Like wine, buildings have the capacity to embody their surroundings, reveal history, and tell stories about their inhabitants. They can pronounce a terroir that enhances one’s understanding of place. The Hacienda at Scribe Winery exemplifies this notion. In 2006, Scribe embarked on a mission to resurrect the Rhinefarm Vineyard in Carneros Valley near Sonoma, one of the oldest vineyards in California. Central to this mission was a reincarnation of its original homestead, the Hacienda. After multiple transformations and decades of neglect, the Hacienda was both restored and transformed as part of a vast master plan that encompasses several projects to support Scribe Winery’s operation. The master plan includes an auxiliary hospitality and tasting facility on “The Knoll”, interactive flowering gardens, and several outdoor tasting venues on the property’s 250 plus acres.
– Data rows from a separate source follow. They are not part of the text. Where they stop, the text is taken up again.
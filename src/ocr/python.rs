//! PaddleOCR, EasyOCR and TrOCR backends.
//!
//! These engines only exist as Python packages. Each backend keeps one bridge
//! process running under the configured interpreter, so the engine's model is
//! loaded once and reused for every page. Requests and responses are single
//! JSON lines over the child's stdin and stdout.

use serde::{Deserialize, Serialize};
use std::collections::VecDeque;
use std::io::{BufRead, BufReader, Write};
use std::path::{Path, PathBuf};
use std::process::{Child, ChildStdin, ChildStdout, Command, Stdio};
use std::sync::{Arc, Mutex, OnceLock};
use std::thread::JoinHandle;
use std::time::Instant;

use super::backend::{Language, OcrBackend, OcrBackendType, OcrConfig, OcrError, Recognition};
use super::util::check_python_module;
use crate::model::PageImage;

const BRIDGE_SCRIPT: &str = include_str!("bridge.py");

/// Exit status the bridge uses when the engine module cannot be imported.
const EXIT_IMPORT_ERROR: i32 = 3;

/// Stderr lines kept for error messages when the bridge dies.
const STDERR_TAIL_LINES: usize = 20;

#[derive(Debug, Serialize)]
struct BridgeRequest<'a> {
    image: &'a Path,
    langs: Vec<&'static str>,
}

#[derive(Debug, Default, Deserialize)]
struct BridgeResponse {
    #[serde(default)]
    text: String,
    confidence: Option<f32>,
    error: Option<String>,
    kind: Option<String>,
}

/// A running bridge process.
struct BridgeWorker {
    child: Child,
    stdin: ChildStdin,
    stdout: BufReader<ChildStdout>,
    stderr_tail: Arc<Mutex<VecDeque<String>>>,
    stderr_reader: Option<JoinHandle<()>>,
}

impl BridgeWorker {
    fn spawn(python: &Path, args: &[String]) -> Result<Self, OcrError> {
        let mut child = Command::new(python)
            .arg("-c")
            .arg(BRIDGE_SCRIPT)
            .args(args)
            .stdin(Stdio::piped())
            .stdout(Stdio::piped())
            .stderr(Stdio::piped())
            .spawn()
            .map_err(|e| match e.kind() {
                std::io::ErrorKind::NotFound => {
                    OcrError::BackendNotAvailable(format!("{} not found", python.display()))
                }
                _ => OcrError::Io(e),
            })?;

        let (Some(stdin), Some(stdout), Some(stderr)) =
            (child.stdin.take(), child.stdout.take(), child.stderr.take())
        else {
            let _ = child.kill();
            return Err(OcrError::OcrFailed("bridge pipes unavailable".to_string()));
        };

        // Engines log heavily; stderr is drained so the child never blocks on it.
        let stderr_tail = Arc::new(Mutex::new(VecDeque::with_capacity(STDERR_TAIL_LINES)));
        let tail = Arc::clone(&stderr_tail);
        let stderr_reader = std::thread::spawn(move || {
            for line in BufReader::new(stderr).lines().map_while(Result::ok) {
                log::trace!("ocr bridge: {}", line);
                let mut tail = tail.lock().unwrap_or_else(|p| p.into_inner());
                if tail.len() == STDERR_TAIL_LINES {
                    tail.pop_front();
                }
                tail.push_back(line);
            }
        });

        log::debug!("Started OCR bridge {} (pid {})", python.display(), child.id());

        Ok(Self {
            child,
            stdin,
            stdout: BufReader::new(stdout),
            stderr_tail,
            stderr_reader: Some(stderr_reader),
        })
    }

    /// Send one request and wait for its response line.
    ///
    /// `Ok(None)` means the process closed its pipes.
    fn call(&mut self, request: &BridgeRequest) -> Result<Option<BridgeResponse>, OcrError> {
        let mut line = serde_json::to_string(request)
            .map_err(|e| OcrError::OcrFailed(format!("encoding bridge request: {}", e)))?;
        line.push('\n');

        if let Err(e) = self
            .stdin
            .write_all(line.as_bytes())
            .and_then(|_| self.stdin.flush())
        {
            return match e.kind() {
                std::io::ErrorKind::BrokenPipe => Ok(None),
                _ => Err(OcrError::Io(e)),
            };
        }

        let mut buf = String::new();
        loop {
            buf.clear();
            if self.stdout.read_line(&mut buf)? == 0 {
                return Ok(None);
            }
            if buf.trim_start().starts_with('{') {
                return parse_response(&buf).map(Some);
            }
        }
    }

    fn is_running(&mut self) -> bool {
        matches!(self.child.try_wait(), Ok(None))
    }

    /// Reap the exited process and describe why it stopped.
    fn exit_error(mut self, install_hint: &str) -> OcrError {
        let status = self.child.wait();
        if let Some(reader) = self.stderr_reader.take() {
            let _ = reader.join();
        }
        let stderr = self
            .stderr_tail
            .lock()
            .map(|tail| tail.iter().cloned().collect::<Vec<_>>().join("\n"))
            .unwrap_or_default();

        match status {
            Ok(status) if status.code() == Some(EXIT_IMPORT_ERROR) => {
                OcrError::BackendNotAvailable(format!("{} ({})", stderr.trim(), install_hint))
            }
            Ok(status) => OcrError::OcrFailed(format!(
                "bridge exited with {}: {}",
                status,
                stderr.lines().last().unwrap_or("").trim()
            )),
            Err(e) => OcrError::Io(e),
        }
    }
}

impl Drop for BridgeWorker {
    fn drop(&mut self) {
        let _ = self.child.kill();
        let _ = self.child.wait();
    }
}

/// OCR backend backed by a Python engine.
pub struct PythonBackend {
    backend: OcrBackendType,
    python: PathBuf,
    min_confidence: f32,
    use_gpu: bool,
    model: String,
    regions: u32,
    available: OnceLock<bool>,
    worker: Mutex<Option<BridgeWorker>>,
}

impl PythonBackend {
    /// Create a backend for `backend`, which must be one of the Python engines.
    pub fn new(backend: OcrBackendType, config: &OcrConfig) -> Result<Self, OcrError> {
        if module_for(backend).is_none() {
            return Err(OcrError::BackendNotAvailable(format!(
                "{} is not a Python engine",
                backend
            )));
        }
        Ok(Self {
            backend,
            python: config.python.clone(),
            min_confidence: config.min_confidence,
            use_gpu: config.use_gpu,
            model: config.trocr_model.clone(),
            regions: config.trocr_regions,
            available: OnceLock::new(),
            worker: Mutex::new(None),
        })
    }

    /// Interpreter this backend runs.
    pub fn python(&self) -> &Path {
        &self.python
    }

    fn module(&self) -> &'static str {
        module_for(self.backend).unwrap_or("")
    }

    fn install_hint(&self) -> &'static str {
        match self.backend {
            OcrBackendType::PaddleOcr => "pip install paddlepaddle paddleocr",
            OcrBackendType::EasyOcr => "pip install easyocr",
            OcrBackendType::TrOcr => "pip install torch transformers pillow",
            OcrBackendType::Tesseract => "",
        }
    }

    fn bridge_args(&self) -> Vec<String> {
        vec![
            self.backend.as_str().to_string(),
            self.min_confidence.to_string(),
            if self.use_gpu { "1" } else { "0" }.to_string(),
            self.model.clone(),
            self.regions.to_string(),
        ]
    }

    fn run_bridge(&self, image_path: &Path, languages: &[Language]) -> Result<BridgeResponse, OcrError> {
        let request = BridgeRequest {
            image: image_path,
            langs: languages.iter().map(|l| l.iso_code()).collect(),
        };

        let mut slot = self
            .worker
            .lock()
            .map_err(|_| OcrError::OcrFailed("OCR bridge lock poisoned".to_string()))?;

        if slot.is_none() {
            *slot = Some(BridgeWorker::spawn(&self.python, &self.bridge_args())?);
        }
        let result = match slot.as_mut() {
            Some(worker) => worker.call(&request),
            None => return Err(OcrError::OcrFailed("OCR bridge not started".to_string())),
        };

        match result {
            Ok(Some(response)) => self.check_response(response),
            Ok(None) => {
                let err = match slot.take() {
                    Some(worker) => worker.exit_error(self.install_hint()),
                    None => OcrError::OcrFailed("OCR bridge stopped".to_string()),
                };
                Err(err)
            }
            Err(e) => {
                if slot.as_mut().is_some_and(|worker| !worker.is_running()) {
                    slot.take();
                }
                Err(e)
            }
        }
    }

    fn check_response(&self, response: BridgeResponse) -> Result<BridgeResponse, OcrError> {
        let Some(msg) = response.error.clone() else {
            return Ok(response);
        };
        Err(match response.kind.as_deref() {
            Some("import") => {
                OcrError::BackendNotAvailable(format!("{} ({})", msg, self.install_hint()))
            }
            Some("model") => OcrError::ModelNotFound(format!("{}: {}", self.model, msg)),
            _ => OcrError::OcrFailed(format!("{} failed: {}", self.backend, msg)),
        })
    }
}

impl OcrBackend for PythonBackend {
    fn backend_type(&self) -> OcrBackendType {
        self.backend
    }

    fn is_available(&self) -> bool {
        *self
            .available
            .get_or_init(|| check_python_module(&self.python, self.module()))
    }

    fn availability_hint(&self) -> String {
        if self.is_available() {
            format!("{} is available", self.backend.display_name())
        } else {
            format!(
                "{} not importable by {}. Install with: {}",
                self.module(),
                self.python.display(),
                self.install_hint()
            )
        }
    }

    fn recognize(&self, image: &PageImage, languages: &[Language]) -> Result<Recognition, OcrError> {
        let start = Instant::now();
        let out = self.run_bridge(image.path(), languages)?;

        log::debug!(
            "{} page {}: {} chars, confidence {:?}",
            self.backend,
            image.page(),
            out.text.chars().count(),
            out.confidence
        );

        Ok(Recognition {
            text: out.text,
            confidence: out.confidence.map(|c| c.clamp(0.0, 1.0)),
            backend: self.backend,
            processing_time_ms: start.elapsed().as_millis() as u64,
        })
    }
}

fn module_for(backend: OcrBackendType) -> Option<&'static str> {
    match backend {
        OcrBackendType::PaddleOcr => Some("paddleocr"),
        OcrBackendType::EasyOcr => Some("easyocr"),
        OcrBackendType::TrOcr => Some("transformers"),
        OcrBackendType::Tesseract => None,
    }
}

fn parse_response(line: &str) -> Result<BridgeResponse, OcrError> {
    serde_json::from_str(line.trim()).map_err(|e| OcrError::InvalidOutput(e.to_string()))
}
Built in 1915 over the site of a previous structure, the Hacienda, formerly known as the “Macintosh House” had survived much neglect and multiple changes over the years, as had the property around it. Its new incarnation aims to tell the story of its evolution, transcendence and present use thru both preservation and discreet but legible interventions. In addition to extensive structural work and an upgrading of all its systems, the project involved a careful and honest uncovering and preservation of its many layers, which mark the passage of time. Distinct new layers are introduced, providing legibility and superimposition between the old and new. The result is a living interactive palimpsest that supports an overarching concept of story telling, a concept from which the winery was named.
The reincarnated structure serves as Scribe’s hospitality hub and includes tasting areas, a full service kitchen for food events, and guest accommodations for visiting chefs. Together with “The Knoll” and its outlying landscape venues, the Hacienda, as the latest addition to the Scribe master plan, will enable a unique understanding of place and broader historical context.